Saved data entries
=== Begin Enclosure ===

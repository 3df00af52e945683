//! Processor configuration.
//!
//! Every field has a default, so a JSON file only needs the values it
//! overrides:
//!
//! ```
//! use lob_microstructure::pipeline::{ProcessingMode, ProcessorConfig};
//!
//! let config = ProcessorConfig::from_json_str(
//!     r#"{ "mode": "replay", "labels": { "horizon_ms": 1000 } }"#,
//! ).unwrap();
//! assert_eq!(config.mode, ProcessingMode::Replay);
//! assert_eq!(config.labels.horizon_ms, 1000);
//! assert_eq!(config.snapshot_interval_ms, 1000);
//! ```

use super::error::PipelineError;
use crate::features::FeatureConfig;
use crate::labeling::LabelConfig;
use crate::orderbook::DEFAULT_MAX_DEPTH;
use serde::{Deserialize, Serialize};
use std::fmt;
use std::fs;
use std::path::Path;
use std::str::FromStr;

/// Default snapshot bucket width in milliseconds
pub const DEFAULT_SNAPSHOT_INTERVAL_MS: u64 = 1_000;

/// Default capacity of the producer to processor queue
pub const DEFAULT_QUEUE_CAPACITY: usize = 100_000;

/// Default number of emitted snapshots between progress log lines
pub const DEFAULT_PROGRESS_LOG_INTERVAL: u64 = 100;

/// How buffered updates relate to the book state.
#[derive(Debug, Clone, Copy, PartialEq, Eq, Hash, Default, Serialize, Deserialize)]
#[serde(rename_all = "lowercase", try_from = "String")]
pub enum ProcessingMode {
    /// Deltas accumulate on one book for the whole session
    #[default]
    Live,
    /// Each bucket is a full reconstruction; the book is reset per bucket
    Replay,
}

impl fmt::Display for ProcessingMode {
    fn fmt(&self, f: &mut fmt::Formatter<'_>) -> fmt::Result {
        match self {
            ProcessingMode::Live => f.write_str("live"),
            ProcessingMode::Replay => f.write_str("replay"),
        }
    }
}

impl FromStr for ProcessingMode {
    type Err = PipelineError;

    fn from_str(s: &str) -> Result<Self, Self::Err> {
        match s.trim().to_ascii_lowercase().as_str() {
            "live" => Ok(ProcessingMode::Live),
            "replay" => Ok(ProcessingMode::Replay),
            _ => Err(PipelineError::InvalidMode {
                value: s.to_string(),
            }),
        }
    }
}

impl TryFrom<String> for ProcessingMode {
    type Error = PipelineError;

    fn try_from(value: String) -> Result<Self, Self::Error> {
        value.parse()
    }
}

/// Full configuration of a [`Processor`](super::Processor).
#[derive(Debug, Clone, PartialEq, Serialize, Deserialize)]
#[serde(default)]
pub struct ProcessorConfig {
    /// Reset semantics between buckets
    pub mode: ProcessingMode,

    /// Width of a snapshot bucket in milliseconds
    pub snapshot_interval_ms: u64,

    /// Levels kept per side of the order book
    pub max_depth: usize,

    /// Feature computation settings
    pub features: FeatureConfig,

    /// Labeling settings
    pub labels: LabelConfig,

    /// Capacity of the bounded update queue
    pub queue_capacity: usize,

    /// Emitted snapshots between progress log lines, 0 disables them
    pub progress_log_interval: u64,
}

impl Default for ProcessorConfig {
    fn default() -> Self {
        Self {
            mode: ProcessingMode::default(),
            snapshot_interval_ms: DEFAULT_SNAPSHOT_INTERVAL_MS,
            max_depth: DEFAULT_MAX_DEPTH,
            features: FeatureConfig::default(),
            labels: LabelConfig::default(),
            queue_capacity: DEFAULT_QUEUE_CAPACITY,
            progress_log_interval: DEFAULT_PROGRESS_LOG_INTERVAL,
        }
    }
}

impl ProcessorConfig {
    /// Default configuration with the given mode
    pub fn with_mode(mode: ProcessingMode) -> Self {
        Self {
            mode,
            ..Self::default()
        }
    }

    /// Check every field is within range.
    ///
    /// # Errors
    /// Returns [`PipelineError::InvalidConfig`] naming the first bad field.
    pub fn validate(&self) -> Result<(), PipelineError> {
        let invalid = |message: &str| {
            Err(PipelineError::InvalidConfig {
                message: message.to_string(),
            })
        };

        if self.snapshot_interval_ms == 0 {
            return invalid("snapshot_interval_ms must be greater than 0");
        }
        if self.max_depth == 0 {
            return invalid("max_depth must be greater than 0");
        }
        if self.features.depth == 0 {
            return invalid("features.depth must be greater than 0");
        }
        if self.features.window == 0 {
            return invalid("features.window must be greater than 0");
        }
        if !self.labels.flat_threshold_bps.is_finite() || self.labels.flat_threshold_bps < 0.0 {
            return invalid("labels.flat_threshold_bps must be a finite, non-negative number");
        }
        if self.queue_capacity == 0 {
            return invalid("queue_capacity must be greater than 0");
        }
        Ok(())
    }

    /// Parse and validate a JSON configuration
    pub fn from_json_str(json: &str) -> Result<Self, PipelineError> {
        let config: Self = serde_json::from_str(json)?;
        config.validate()?;
        Ok(config)
    }

    /// Load and validate a JSON configuration file
    pub fn from_json_file<P: AsRef<Path>>(path: P) -> Result<Self, PipelineError> {
        let path = path.as_ref();
        let contents = fs::read_to_string(path).map_err(|source| PipelineError::Io {
            path: path.to_path_buf(),
            source,
        })?;
        Self::from_json_str(&contents)
    }

    /// Serialize to pretty JSON
    pub fn to_json(&self) -> Result<String, PipelineError> {
        Ok(serde_json::to_string_pretty(self)?)
    }
}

=== End Enclosure ===

Within the entries, find all lines holding "Deserialize" and copy each one.

● Answer to this task
use serde::{Deserialize, Serialize};
#[derive(Debug, Clone, Copy, PartialEq, Eq, Hash, Default, Serialize, Deserialize)]
#[derive(Debug, Clone, PartialEq, Serialize, Deserialize)]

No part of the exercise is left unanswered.